# "Deluxe Pit Kits" for AutoWorld Super III



## AfxToo (Aug 29, 2003)

For the few of you who took the plunge on the AW Super III cars, here's a cost effective option for "spare parts:"

http://www.dash-motorsports.com/shopping/page12.html

I actually enjoy these cars and like running them when they are properly set up. I think they are very close to being a viable platform for box stock racing against SRTs, Life-Like Ts, and similar magnet cars. They do need another round of refinement and I hope AW continues to invest in them. In the meantime, for the price of typical pit kits you can obtain a few of these for spare parts or experimentation. Other than the shoes I know you can sustain them using parts from other manufacturers of similar style chassis. I've heard, but have not tried it myself, that Wizzard P3/Storm pickups can be trimmed to fit the SIII.


----------



## SuperFist (Aug 7, 2005)

That's a good deal at $6.99 to try those cars out if you get at least 4 of them for $27.96,
because they have free shipping if you mail them a check on orders over $25.

Those cars are not very popular,
and you never know 10 years from now they might become collectable.

__________________


----------



## partspig (Mar 12, 2003)

These cars will probably never become popular because TL/AW does not provide any support for them, i.e., after market parts.
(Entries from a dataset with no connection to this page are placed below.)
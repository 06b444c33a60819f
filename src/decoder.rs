//! Rich-text blob decoder
//!
//! The source chat.db stores messages with no plain-text column populated as
//! an `attributedBody` blob: a `streamtyped` archive of the attributed-string
//! object graph. Only the body string is of interest here, so the decoder
//! walks the archive for the first `NSString`/`NSMutableString` payload and
//! extracts it.
//!
//! Decoding is a total function of the input bytes: malformed, truncated, or
//! unrecognized blobs yield `None` and never an error. Callers that decode
//! the same blob repeatedly memoize the result through [`crate::cache::LruCache`].

/// Magic bytes near the start of every typedstream archive.
const STREAMTYPED_MAGIC: &[u8] = b"streamtyped";

/// Archived class tag covering both string classes. A mutable string is
/// archived with `NSString` inlined right after it as the superclass name,
/// so one needle finds either layout.
const STRING_TAG: &[u8] = b"NSString";

/// Data marker that precedes the length-prefixed string payload.
const DATA_MARKER: u8 = 0x2B; // '+'

/// How far past the class tag the data marker may sit. The gap holds the
/// archiver's inline class-hierarchy bytes and is five bytes in practice.
const MARKER_WINDOW: usize = 12;

/// Extract the message body from an `attributedBody` blob.
///
/// Returns `None` for anything that is not a well-formed typedstream archive
/// carrying a non-empty string, including arbitrary garbage input.
#[must_use]
pub fn decode_body(blob: &[u8]) -> Option<String> {
    // The magic sits a couple of bytes in, after the stream version prefix.
    let header = blob.get(..16.min(blob.len()))?;
    find(header, STREAMTYPED_MAGIC)?;

    let tag_at = find(blob, STRING_TAG)?;
    let after_tag = tag_at + STRING_TAG.len();

    let window_end = (after_tag + MARKER_WINDOW).min(blob.len());
    let marker = blob[after_tag..window_end]
        .iter()
        .position(|&b| b == DATA_MARKER)?;
    let mut pos = after_tag + marker + 1;

    let len = read_length(blob, &mut pos)?;
    let payload = blob.get(pos..pos + len)?;
    let text = String::from_utf8_lossy(payload).into_owned();
    if text.is_empty() {
        None
    } else {
        Some(text)
    }
}

/// Read a typedstream integer at `pos`, advancing past it.
///
/// Single byte below 0x81, or an `0x81`/`0x82` escape for little-endian
/// u16/u32 values.
fn read_length(blob: &[u8], pos: &mut usize) -> Option<usize> {
    let first = *blob.get(*pos)?;
    match first {
        0x81 => {
            let bytes = blob.get(*pos + 1..*pos + 3)?;
            *pos += 3;
            Some(usize::from(u16::from_le_bytes([bytes[0], bytes[1]])))
        }
        0x82 => {
            let bytes = blob.get(*pos + 1..*pos + 5)?;
            *pos += 5;
            usize::try_from(u32::from_le_bytes([bytes[0], bytes[1], bytes[2], bytes[3]])).ok()
        }
        b if b < 0x81 => {
            *pos += 1;
            Some(usize::from(b))
        }
        _ => None,
    }
}

/// First index of `needle` in `haystack`.
fn find(haystack: &[u8], needle: &[u8]) -> Option<usize> {
    if needle.is_empty() || haystack.len() < needle.len() {
        return None;
    }
    haystack.windows(needle.len()).position(|w| w == needle)
}
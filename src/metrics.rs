//! Metrics collection
//!
//! Thin wrappers over the `metrics` facade so instrumentation sites stay
//! one-liners. Without an installed recorder these are no-ops.

use std::time::Duration;

use metrics::{counter, gauge, histogram};

/// Record one committed ingestion batch.
pub fn record_ingest_batch(rows: usize) {
    counter!("chat_prep_ingest_batches_total").increment(1);
    counter!("chat_prep_ingest_rows_total").increment(rows as u64);
}

/// Record a rich-text blob that failed to decode.
pub fn record_decode_failure() {
    counter!("chat_prep_decode_failures_total").increment(1);
}

/// Record a decode-cache lookup.
pub fn record_cache_lookup(hit: bool) {
    let status = if hit { "hit" } else { "miss" };
    counter!("chat_prep_decode_cache_lookups_total", "status" => status).increment(1);
}

/// Record a query-layer operation and its duration.
pub fn record_query(operation: &'static str, duration: Duration) {
    counter!("chat_prep_queries_total", "operation" => operation).increment(1);
    histogram!("chat_prep_query_duration_seconds", "operation" => operation)
        .record(duration.as_secs_f64());
}

/// Record the current prepared-store message count after an ingest pass.
pub fn record_store_size(messages: i64) {
    #[allow(clippy::cast_precision_loss)]
    gauge!("chat_prep_store_messages").set(messages as f64);
}

#[cfg(test)]
mod tests {
    use super::*;

    #[test]
    fn metrics_calls_are_noops_without_recorder() {
        record_ingest_batch(10);
        record_decode_failure();
        record_cache_lookup(true);
        record_cache_lookup(false);
        record_query("chat_list", Duration::from_millis(5));
        record_store_size(42);
    }
}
The body mounts really blow too. It would have been absolutely brilliant to make them with AFX/Tomy style mounts, but that did not happen. sigh..................coulda, woulda, shoulda ..................... it's a crying shame too. This chassis shows lots of potential, but without the support, it's just another JL/AW dead end! JMHO


----------



## videojimmy (Jan 12, 2006)

when I think about the 25 bucks per car I spent, it makes me want to puke!


----------



## AfxToo (Aug 29, 2003)

> when I think about the 25 bucks per car I spent, it makes me want to puke!


I've been totally desensitized to the price collapse effect with computers and consumer electronic products. Just about any PC you buy today will be worth, at most, one half the purchase price in a year or less.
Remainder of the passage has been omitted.